Posted By January 16, 2014 | 3:47 pm | Featured Article #4
Rod Murphy prays regularly outside the Planned Parenthood abortion facility in Worcester.
Rod Murphy prays regularly outside the Planned Parenthood abortion facility in Worcester.

By Tanya Connor

“It was very impressive – the whole thing. Being in the audience. Just getting into the place.”
Roderick P. Murphy, of  Blessed John Paul II Parish in Southbridge, was talking about being at the U.S. Supreme Court Wednesday for the oral arguments about the buffer zone around abortion clinics in Massachusetts. He is director of Problem Pregnancy, a center in Worcester which offers alternatives to abortion, located across from the Planned Parenthood League of Massachusetts abortion clinic.

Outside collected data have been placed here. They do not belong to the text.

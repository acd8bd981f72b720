//! OTP lifecycle service module
//!
//! Ties identity lookup, passcode generation and the ledger store together:
//! - issuing a passcode for a user, refused while a live one exists
//! - validating a passcode, consuming it at most once

mod config;
mod generator;
mod service;


pub use config::OtpServiceConfig;
pub use generator::{generate_digits, OsRngOtpGenerator, OtpGenerator, StaticOtpGenerator};
pub use service::OtpService;
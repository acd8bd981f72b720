//! Environment configuration module

use serde::{Deserialize, Serialize};

/// Application environment
#[derive(Debug, Clone, Copy, PartialEq, Eq, Deserialize, Serialize)]
#[serde(rename_all = "lowercase")]
pub enum Environment {
    /// Development environment
    Development,
    /// Staging/test environment
    Staging,
    /// Production environment
    Production,
}

impl Default for Environment {
    fn default() -> Self {
        Environment::Development
    }
}

impl std::fmt::Display for Environment {
    fn fmt(&self, f: &mut std::fmt::Formatter<'_>) -> std::fmt::Result {
        match self {
            Environment::Development => write!(f, "development"),
            Environment::Staging => write!(f, "staging"),
            Environment::Production => write!(f, "production"),
        }
    }
}

/// Logging configuration
#[derive(Debug, Clone, Deserialize, Serialize)]
#[serde(default)]
pub struct LoggingConfig {
    /// Default filter directive (trace, debug, info, warn, error or a full
    /// `EnvFilter` expression); `RUST_LOG` takes precedence when set
    pub level: String,

    /// Log format (json, pretty, compact)
    pub format: LogFormat,

    /// Include source location in logs
    pub source_location: bool,
}

impl Default for LoggingConfig {
    fn default() -> Self {
        Self {
            level: String::from("info"),
            format: LogFormat::Pretty,
            source_location: false,
        }
    }
}

impl LoggingConfig {
    /// Create logging config for environment
    pub fn for_environment(env: Environment) -> Self {
        match env {
            Environment::Development => Self {
                level: String::from("debug"),
                format: LogFormat::Pretty,
                source_location: true,
            },
            Environment::Staging => Self {
                level: String::from("info"),
                format: LogFormat::Json,
                source_location: false,
            },
            Environment::Production => Self {
                level: String::from("info"),
                format: LogFormat::Json,
                source_location: false,
            },
        }
    }
}

/// Log format enumeration
#[derive(Debug, Clone, Copy, PartialEq, Eq, Deserialize, Serialize)]
#[serde(rename_all = "lowercase")]
pub enum LogFormat {
    Json,
    Pretty,
    Compact,
}

#[cfg(test)]
mod tests {
    use super::*;

    #[test]
    fn test_logging_for_production_is_json() {
        let logging = LoggingConfig::for_environment(Environment::Production);
        assert_eq!(logging.format, LogFormat::Json);
        assert!(!logging.source_location);
    }
}
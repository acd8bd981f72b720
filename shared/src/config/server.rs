//! Server configuration module

use serde::{Deserialize, Serialize};

/// HTTP server configuration
#[derive(Debug, Clone, Deserialize, Serialize)]
#[serde(default)]
pub struct ServerConfig {
    /// Server host address
    pub host: String,

    /// Server port
    pub port: u16,

    /// Worker threads (0 = number of CPU cores)
    pub workers: usize,

    /// Per-request deadline for OTP operations in seconds
    pub request_timeout: u64,

    /// Graceful shutdown timeout in seconds
    pub shutdown_timeout: u64,

    /// Maximum JSON payload size in bytes
    pub max_payload_size: usize,
}

impl Default for ServerConfig {
    fn default() -> Self {
        Self {
            host: String::from("0.0.0.0"),
            port: 8080,
            workers: 0,
            request_timeout: 5,
            shutdown_timeout: 10,
            max_payload_size: 4 * 1024,
        }
    }
}

impl ServerConfig {
    /// Create a new server configuration
    pub fn new(host: impl Into<String>, port: u16) -> Self {
        Self {
            host: host.into(),
            port,
            ..Default::default()
        }
    }

    /// Get the bind address
    pub fn bind_address(&self) -> String {
        format!("{}:{}", self.host, self.port)
    }
}

#[cfg(test)]
mod tests {
    use super::*;

    #[test]
    fn test_bind_address() {
        let config = ServerConfig::new("127.0.0.1", 9000);
        assert_eq!(config.bind_address(), "127.0.0.1:9000");
        assert_eq!(config.shutdown_timeout, 10);
    }
}
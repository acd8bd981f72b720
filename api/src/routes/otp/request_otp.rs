use actix_web::{web, HttpResponse};
use validator::Validate;

use otp_core::repositories::{IdentityRepository, OtpLedgerRepository};
use otp_core::services::OtpGenerator;

use crate::app::AppState;
use crate::dto::{RequestOtpRequest, RequestOtpResponse};
use crate::handlers::{handle_domain_error, validation_error};
use crate::middleware::RequestId;

use super::with_deadline;

/// Handler for POST /otp/request
///
/// Issues a passcode for the user. The request's correlation id is recorded
/// with the passcode.
///
/// # Request Body
///
/// ```json
/// { "user_id": "3f0c1b8e-8a57-4a53-9d43-0c3f7e1d2a6b" }
/// ```
///
/// # Response
///
/// ## Success (200 OK)
/// ```json
/// { "user_id": "3f0c1b8e-8a57-4a53-9d43-0c3f7e1d2a6b", "otp": "04817" }
/// ```
///
/// ## Errors
/// - 400 `bad_request`: malformed body or user id
/// - 404 `identity_not_found`: unknown user
/// - 409 `otp_already_active`: a live passcode already exists
/// - 503 `otp_generation_failed`: retry later
/// - 500 `internal_error`
pub async fn request_otp<I, L, G>(
    state: web::Data<AppState<I, L, G>>,
    request_id: RequestId,
    request: web::Json<RequestOtpRequest>,
) -> HttpResponse
where
    I: IdentityRepository + 'static,
    L: OtpLedgerRepository + 'static,
    G: OtpGenerator + 'static,
{
    let request = request.into_inner();

    if let Err(errors) = request.validate() {
        return handle_domain_error(validation_error(&errors), request_id.as_str());
    }

    tracing::info!(
        request_id = %request_id,
        user_id = %request.user_id,
        "Processing OTP request"
    );

    let outcome = with_deadline(
        state.request_timeout,
        state
            .otp_service
            .generate_otp(&request.user_id, request_id.as_str()),
    )
    .await;

    match outcome {
        Ok(otp) => HttpResponse::Ok().json(RequestOtpResponse {
            user_id: request.user_id,
            otp,
        }),
        Err(error) => handle_domain_error(error, request_id.as_str()),
    }
}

Mr. Murphy said there were hundreds of people waiting to get in to hear the proceedings. Some, like he and his wife, Jean, had prior approval.
“I was pretty close to first; I was in the third row,” he said.
Lead plaintiff Eleanor McCullen was behind him, he said, and plaintiff Father Eric Cadin was in the front row.
Mrs. McCullen, of St. Ignatius Parish at Boston College, said she and her husband, Joseph, and sons, Geoffrey and Justin, had prior approval to get in. But her daughter-in-law Cary and grandson Aidan, 12, got in line at 6 a.m. to try to get in.
“We all were able to come in,” she said, adding that her grandson “took it all in” and said, “This is cool.” Over dinner, he reminded her of a point that was made that she’d forgotten, she said.
Mr. Murphy said he was even more impressed than he expected he’d be.
“There’s a certain aura,” he said of being in the place where the Supreme Court hears oral arguments. “A whole lot of security … Really serious, important business going on – so act like it. They watch us like hawks. Keep seated too; no standing up.”
He said the justices have big chairs that are reclining. Some of the justices looked up at the ceiling or drank coffee at times.
So one wonders if they’re listening?
“Oh, you know they’re listening,” Mr. Murphy responded. “They are fierce with those lawyers.”
Justice Samuel A. Alito Jr. set up a perfect scenario where two women stand inside a buffer zone, he said. One tells a client the abortion clinic it surrounds is not a safe place to go into. The other says it is safe. Why should the first have no legal right to speak her message, when the second can speak hers because she represents Planned Parenthood?
Whether one agrees with the justices or not, they are all bright people, Mr. Murphy said.
“There’s lots of respect between them, lots of laughter,” he said. “It got kind of light-hearted a few times.”
Speaking of the plaintiffs’ attorney Mark Rienzi, Mr. Murphy said, “It was nice to see somebody from my side so well ready for the battle.” He said an attorney told him a few years ago that Atty. Rienzi has the respect to be a Supreme Court justice, if the “right” president is elected.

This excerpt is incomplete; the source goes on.